Je peux préparer ce bouillon la veille pour une bouillabaisse le jour même ?
Absolument. Je le prépare souvent le jour avant. Je le laisse refroidir complètement, puis je le couvre et je le mets au réfrigérateur. Le lendemain, je le réchauffe doucement à feu doux avant d’utiliser. Ça n’affecte pas le goût, au contraire — les saveurs se mélangent mieux pendant la nuit.
Est-ce que je peux utiliser du poisson congelé pour ce bouillon ?
Oui, tu peux. Décongèle-le d’abord au réfrigérateur, puis procède comme d’habitude. Le résultat sera légèrement moins riche qu’avec du frais, mais ça reste bon. Juste fais attention à bien rincer après décongélation, il y a souvent plus de résidus.
Mon bouillon sent très fort le poisson après cuisson, c’est normal ?

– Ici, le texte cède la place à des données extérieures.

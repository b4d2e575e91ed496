use reqwest::{Client, Url};
use std::path::{Path, PathBuf};
use std::time::Duration;
use tracing::{info, warn};

use crate::config::FetcherConfig;
use crate::parser::QuestionRecord;
use crate::utils::{QpError, QpResult};

#[derive(Debug, Default)]
pub struct DownloadReport {
    pub saved: Vec<PathBuf>,
    pub failed: Vec<(String, String)>,
}

/// 下载题目配图。只读取题目中的图片地址，不修改题目本身。
pub struct ImageDownloader {
    client: Client,
}

impl ImageDownloader {
    pub fn new(config: &FetcherConfig) -> QpResult<Self> {
        let client = Client::builder()
            .timeout(Duration::from_secs(config.timeout_secs))
            .user_agent(config.user_agent.as_str())
            .build()?;
        Ok(Self { client })
    }

    /// 按 `q{题号}_{序号}.{扩展名}` 保存所选题目的图片；单张失败只记录不中断
    pub async fn download_all(
        &self,
        selected: &[(usize, &QuestionRecord)],
        dir: &Path,
    ) -> QpResult<DownloadReport> {
        tokio::fs::create_dir_all(dir).await?;
        let mut report = DownloadReport::default();

        for (number, question) in selected {
            for (i, url) in question.images().iter().enumerate() {
                let path = dir.join(format!("q{}_{}.{}", number, i + 1, extension_of(url)));
                match self.download(url, &path).await {
                    Ok(()) => report.saved.push(path),
                    Err(e) => {
                        warn!("图片下载失败 {}: {}", url, e);
                        report.failed.push((url.clone(), e.to_string()));
                    }
                }
            }
        }

        info!(
            "图片下载完成: 成功 {} 张, 失败 {} 张",
            report.saved.len(),
            report.failed.len()
        );
        Ok(report)
    }

    async fn download(&self, url: &str, save_path: &Path) -> QpResult<()> {
        let parsed = Url::parse(url).map_err(|e| QpError::Parse(format!("无效的图片地址 {}: {}", url, e)))?;

        if parsed.scheme() == "file" {
            let local = parsed
                .to_file_path()
                .map_err(|_| QpError::Parse(format!("无法解析本地路径: {}", url)))?;
            tokio::fs::copy(&local, save_path).await?;
            return Ok(());
        }

        let response = self.client.get(parsed).send().await?;
        if !response.status().is_success() {
            return Err(QpError::source_fetch(url, format!("HTTP {}", response.status())));
        }

        let bytes = response.bytes().await?;
        tokio::fs::write(save_path, bytes).await?;
        Ok(())
    }
}

/// 从URL路径最后一段取扩展名，取不到时用 `img`
pub fn extension_of(url: &str) -> String {
    Url::parse(url)
        .ok()
        .and_then(|u| {
            u.path_segments()
                .and_then(|mut segments| segments.next_back().map(str::to_string))
        })
        .and_then(|name| name.rsplit_once('.').map(|(_, ext)| ext.to_ascii_lowercase()))
        .filter(|ext| !ext.is_empty() && ext.len() <= 5 && ext.chars().all(|c| c.is_ascii_alphanumeric()))
        .unwrap_or_else(|| "img".to_string())
}
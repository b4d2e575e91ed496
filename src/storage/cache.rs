use chrono::{DateTime, Duration, Utc};
use std::collections::HashMap;
use std::sync::{Arc, RwLock};

#[derive(Clone)]
pub struct CacheEntry<T> {
    pub data: T,
    pub expires_at: DateTime<Utc>,
}

/// 带过期时间的内存缓存，用于同一批次内重复出现的来源页面
#[derive(Clone)]
pub struct Cache<T: Clone> {
    store: Arc<RwLock<HashMap<String, CacheEntry<T>>>>,
    ttl: Duration,
}

impl<T: Clone> Cache<T> {
    pub fn new(ttl_minutes: i64) -> Self {
        Self {
            store: Arc::new(RwLock::new(HashMap::new())),
            ttl: Duration::minutes(ttl_minutes),
        }
    }

    pub fn get(&self, key: &str) -> Option<T> {
        let store = self.store.read().ok()?;
        store
            .get(key)
            .filter(|entry| entry.expires_at > Utc::now())
            .map(|entry| entry.data.clone())
    }

    pub fn set(&self, key: String, data: T) {
        if let Ok(mut store) = self.store.write() {
            store.insert(
                key,
                CacheEntry {
                    data,
                    expires_at: Utc::now() + self.ttl,
                },
            );
        }
    }

    pub fn clear_expired(&self) {
        if let Ok(mut store) = self.store.write() {
            let now = Utc::now();
            store.retain(|_, entry| entry.expires_at > now);
        }
    }

    pub fn len(&self) -> usize {
        self.store.read().map(|s| s.len()).unwrap_or(0)
    }
}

Oui, c’est normal. Le poisson a une odeur forte, surtout après la cuisson. Ça s’atténue quand tu ajoutes les autres ingrédients de la bouillabaisse — tomates, crème, épices. Si tu le trouves vraiment trop intense, tu peux ajouter un zeste de citron frais ou d’orange au bouillon fini, ça équilibre l’odeur.
Est-ce que je dois ajouter du sel pendant la cuisson ou après ?
Je le mets pendant la cuisson, mais légèrement — une cuillère à café pour 1,5 litre. Je rectifie le goût après filtrage. Ça permet au sel de se diffuser progressivement. Si tu ajoutes tout le sel à la fin, tu risques que certaines zones du bouillon soient plus salées que d’autres.
Quel type d’eau dois-je utiliser pour ce bouillon ?
De l’eau du robinet, tout simplement. Si tu habites dans une région avec une eau très calcaire, tu peux utiliser de l’eau filtrée ou minérale, mais ce n’est pas indispensable. L’eau du robinet fonctionne très bien.
Voilà, tu as tous les éléments pour faire un bouillon de poisson qui rivalise vraiment avec ce qu’on trouve en Provence. La clé, c’est la patience — laisser mijoter lentement sans presser. Dis-moi en commentaire si tu as des questions sur ta première tentative, ou si tu as trouvé une variante qui marche particulièrement bien chez toi.